The latest review looks at what else needs to change in order to protect survivors of domestic abuse and their children.
However, Sammy Woodhouse, a survivor of the Rotherham sexual abuse scandal, told BuzzFeed News that the government should not be calling for evidence itself, but should allow an independent body to investigate problems with the court system. She has been campaigning for changes to the family court system since her rapist was offered a role in her son's life.
"The government need to do an independent inquiry with the family courts as myself and others have told them face-to-face and in writing," she told BuzzFeed News.
"Of course anyone that’s had experiences of the courts need to [respond], and many laws and changes need to be made. We currently have a system that does not protect victims and children but favours perpetrators, and that has been clearly evidenced time and time again."
However, she said she had little faith that the government would act on its findings. "It needs to be independent," she added. "I feel they're just doing this to make it look like they're acting."
Justice minister Paul Maynard said: "Domestic abuse destroys lives, which is why survivors and their children must have every confidence that they will be protected in the family courts.

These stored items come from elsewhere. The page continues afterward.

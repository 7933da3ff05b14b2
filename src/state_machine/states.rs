use serde::{Deserialize, Serialize};
use std::fmt;

/// Validity of a component instance
#[derive(Debug, Clone, Copy, PartialEq, Eq, Hash, Serialize, Deserialize, Default)]
#[serde(rename_all = "SCREAMING_SNAKE_CASE")]
pub enum ComponentState {
    /// Initial state; at least one handler is not ready
    #[default]
    Invalid,
    /// Every registered handler is satisfied; services may be published
    Valid,
}

impl ComponentState {
    pub fn is_valid(&self) -> bool {
        matches!(self, Self::Valid)
    }

    /// Parse a state name as written in a callback declaration.
    ///
    /// Unrecognized names map to `Invalid` instead of failing.
    pub fn from_declaration(name: &str) -> Self {
        name.parse().unwrap_or(Self::Invalid)
    }
}

impl fmt::Display for ComponentState {
    fn fmt(&self, f: &mut fmt::Formatter<'_>) -> fmt::Result {
        match self {
            Self::Invalid => write!(f, "INVALID"),
            Self::Valid => write!(f, "VALID"),
        }
    }
}

impl std::str::FromStr for ComponentState {
    type Err = String;

    fn from_str(s: &str) -> Result<Self, Self::Err> {
        match s {
            "VALID" => Ok(Self::Valid),
            "INVALID" => Ok(Self::Invalid),
            _ => Err(format!("Invalid component state: {s}")),
        }
    }
}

"Just this week we introduced legislation that will ban abusers from cross-examining their victims in the family courts, and throughout our review we will be engaging with victims across the country to make sure we are doing all we can to protect them further."
Other group have welcomed the review, with Women's Aid saying that the "public call for evidence is a crucial part of this process".
Adina Claire, acting co–chief executive of Women’s Aid who is on the panel for the review, told BuzzFeed News: “Reforming the family court response to domestic abuse remains a top priority for the survivors we work with. Women and children experiencing domestic abuse continue to be revictimised and retraumatised by their experiences in the family courts, where the understanding and response to domestic abuse remains a serious concern."
In a statement, Liz Thompson, director of external relations of SafeLives, said: "We’d also like to see an end to unsupervised contact during criminal court proceedings once there is a charge with a domestic abuse element, and better coordination between civil, family and criminal court processes to increase people’s safety and allow them to live the lives they want after abuse has happened."
The Labour MP for Rotherham, Sarah Champion, who sits on the domestic abuse bill committee, told BuzzFeed News: "It’s right the government is involving the views of survivors in this review.
"Children need better protections from abusive parents manipulating the family courts system as a tool of power and control. Such abuse can continue for years and prevents children from living normal lives."
Shadow policing minister Louise Haigh, Labour MP for Sheffield Heeley, added: "The family court system has failed survivors of domestic abuse and their children time and time again.
"Systemic changes are desperately needed to protect the vulnerable and I hope as many survivors as possible tell the review their experiences to make that change happen."